- MAG-36 insignia
- Active: 2 June 1952 – present
- Country: United States
- Branch: USMC
- Role: Assault support
- Part of: 1st Marine Aircraft Wing III Marine Expeditionary Force
- Garrison/HQ: Marine Corps Air Station Futenma
- Engagements: Vietnam War Operation Enduring Freedom

Commanders
- Current commander: Col. Lee W. Hemming
- Notable commanders: Earl E. Anderson

= Marine Aircraft Group 36 =

Marine Aircraft Group 36 (MAG-36) is an active air group of the United States Marine Corps, tasked with providing assault support aircraft. It is currently part of the 1st Marine Aircraft Wing (1st MAW), itself an integral part of the III Marine Expeditionary Force, and based at Marine Corps Air Station Futenma in Okinawa, Japan.

==Mission==
The mission of MAG-36 is to support the Marine Air Ground Task Force (MAGTF) with combat ready expeditionary assault support aircraft and when directed, plan and conduct aviation operations as a Marine Expeditionary Brigade-level Aviation Combat Element.

==Subordinate units==
- VMM-262
- VMM-265
- MALS-36
- Marine Wing Support Squadron 172

Also attached are Unit Deployment Program (UDP) squadrons, usually Marine Light Attack Helicopter Squadrons flying the UH-1Y and AH-1Z, and Marine Heavy Helicopter Squadrons flying the CH-53E.

==History==
Originally formed at Marine Corps Air Station El Toro, in Santa Ana, California, on 2 June 1952 as Marine Air Group (Helicopter Transport) 36, the Group spent several years training for amphibious operations to carry out the role of ship-to-shore assault support. At this time, the Group consisted of squadrons HMR-361, HMR-362, HMR-363, all flying HRS-1 helicopters.

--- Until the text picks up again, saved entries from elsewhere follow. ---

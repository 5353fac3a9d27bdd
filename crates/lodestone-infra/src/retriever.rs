//! Query-time retriever over a persisted flat index.
//!
//! `ProductRetriever` is a constructed service object with an explicit
//! lifecycle: the caller builds it once (the embedding model is expensive)
//! and shares it across queries. The index is loaded lazily on first use
//! and held as an immutable `Arc` snapshot; `refresh` loads a fresh
//! snapshot from disk and swaps the reference atomically, so in-flight
//! searches keep scanning the snapshot they started with and never observe
//! a partially rebuilt store.

use std::path::PathBuf;
use std::sync::{Arc, PoisonError, RwLock};

use lodestone_core::embedder::Embedder;
use lodestone_core::hydrate::product_view;
use lodestone_types::error::{EmbedError, RetrieveError};
use lodestone_types::product::ScoredProduct;

use crate::flat::{artifacts_exist, FlatIndex};

/// Query-time facade: embeds queries, searches the index snapshot, and
/// hydrates raw metadata into sanitized product views.
pub struct ProductRetriever<E> {
    embedder: E,
    base: PathBuf,
    index: RwLock<Option<Arc<FlatIndex>>>,
}

impl<E: Embedder> ProductRetriever<E> {
    /// Create a retriever over the index artifacts keyed by `base`.
    ///
    /// No IO happens here; the index loads on the first query.
    pub fn new(embedder: E, base: impl Into<PathBuf>) -> Self {
        Self {
            embedder,
            base: base.into(),
            index: RwLock::new(None),
        }
    }

    /// Current snapshot, loading it from disk on first use.
    fn snapshot(&self) -> Result<Arc<FlatIndex>, RetrieveError> {
        let guard = self.index.read().unwrap_or_else(PoisonError::into_inner);
        if let Some(index) = guard.as_ref() {
            return Ok(Arc::clone(index));
        }
        drop(guard);
        self.load_snapshot()
    }

    /// Load the persisted index and swap it in as the current snapshot.
    fn load_snapshot(&self) -> Result<Arc<FlatIndex>, RetrieveError> {
        if !artifacts_exist(&self.base) {
            return Err(RetrieveError::IndexNotBuilt);
        }

        let loaded = Arc::new(FlatIndex::load(&self.base, self.embedder.dimension())?);
        tracing::info!(
            count = loaded.len(),
            dimension = loaded.dimension(),
            base = %self.base.display(),
            "loaded index snapshot"
        );

        let mut guard = self.index.write().unwrap_or_else(PoisonError::into_inner);
        *guard = Some(Arc::clone(&loaded));
        Ok(loaded)
    }

    /// Reload the index from disk, atomically replacing the snapshot.
    ///
    /// Call after a rebuild; searches that began on the old snapshot
    /// finish against it.
    pub fn refresh(&self) -> Result<(), RetrieveError> {
        self.load_snapshot().map(|_| ())
    }

    /// Search the catalog for the `k` products most similar to `query`.
    ///
    /// Results arrive in descending score order. `k == 0` yields an empty
    /// result; `k` beyond the store size yields everything stored.
    pub async fn search(&self, query: &str, k: usize) -> Result<Vec<ScoredProduct>, RetrieveError> {
        if k == 0 {
            return Ok(Vec::new());
        }

        let index = self.snapshot()?;

        let mut vectors = self.embedder.embed(&[query.to_string()]).await?;
        if vectors.is_empty() {
            return Err(EmbedError::ModelUnavailable(
                "encoder returned no vector for query".to_string(),
            )
            .into());
        }
        let query_vector = vectors.remove(0);

        let hits = index.search(&query_vector, k)?;
        tracing::debug!(query, k, hits = hits.len(), "catalog search");

        Ok(hits
            .into_iter()
            .filter_map(|hit| {
                index.metadata(hit.position).map(|raw| ScoredProduct {
                    product: product_view(raw, hit.position),
                    score: hit.score,
                })
            })
            .collect())
    }
}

In 1959, it was renamed Marine Air Group 36. By 1962 MAG-36 comprised a Headquarters & Maintenance squadron, a Marine Air Base squadron, four light transport squadrons HMRL-163, HMRL-361, HMRL-363 and HMRL-364 and one medium transport squadron, HMRM-462, for a total of 105 helicopters.

===Vietnam War===
In 1965 it was attached to the 1st MAW, when it deployed to South Vietnam in August of that year. It sailed for South Vietnam aboard the , flying ashore at Kỳ Hà on 1 September. This was both the first full Marine Air Group to arrive in South Vietnam, and more generally the first time a full helicopter group had been transported this way. By the end of September most of the helicopter units comprising the group had arrived at Kỳ Hà, these included: HMM-362, HMM-364, VMO-6, H&MS-36 and MABS-36, while HMM-363 was at Qui Nhon. The group flew its first missions on 12 September. From 10 to 12 November the group supported Operation Blue Marlin. In mid-November the group supported Marines operations in the Hiệp Đức District. In December the group supported Operation Harvest Moon.

In late January 1966 the group supported Operation Double Eagle. In early March the group supported Operation Utah. Later in March the group supported Operation Texas. In June the group supported Operation Kansas. In early August the group supported Operation Colorado. In October HMM-165 equipped with the new CH-46A Sea Knight joined the group. In December HMM-262 equipped with CH-46As joined the group.

On 4 October 1967 VMO-6 was the first group squadron to move north to Phu Bai Combat Base and by 15 October the group headquarters was operational at Phu Bai. On 16 October the group took control of VMO-3, HMM-164, HMM-362, MATCU-62 and MATCU-68 from Marine Aircraft Group 16 (MAG-16) while control of HMM-265 at Marble Mountain Air Facility was transferred to MAG-16. On 30 October HMM-163 equipped with CH-46's came ashore from and joined the group at Quảng Trị Combat Base. In late November HMM-165 was the last group squadron to move north from Kỳ Hà.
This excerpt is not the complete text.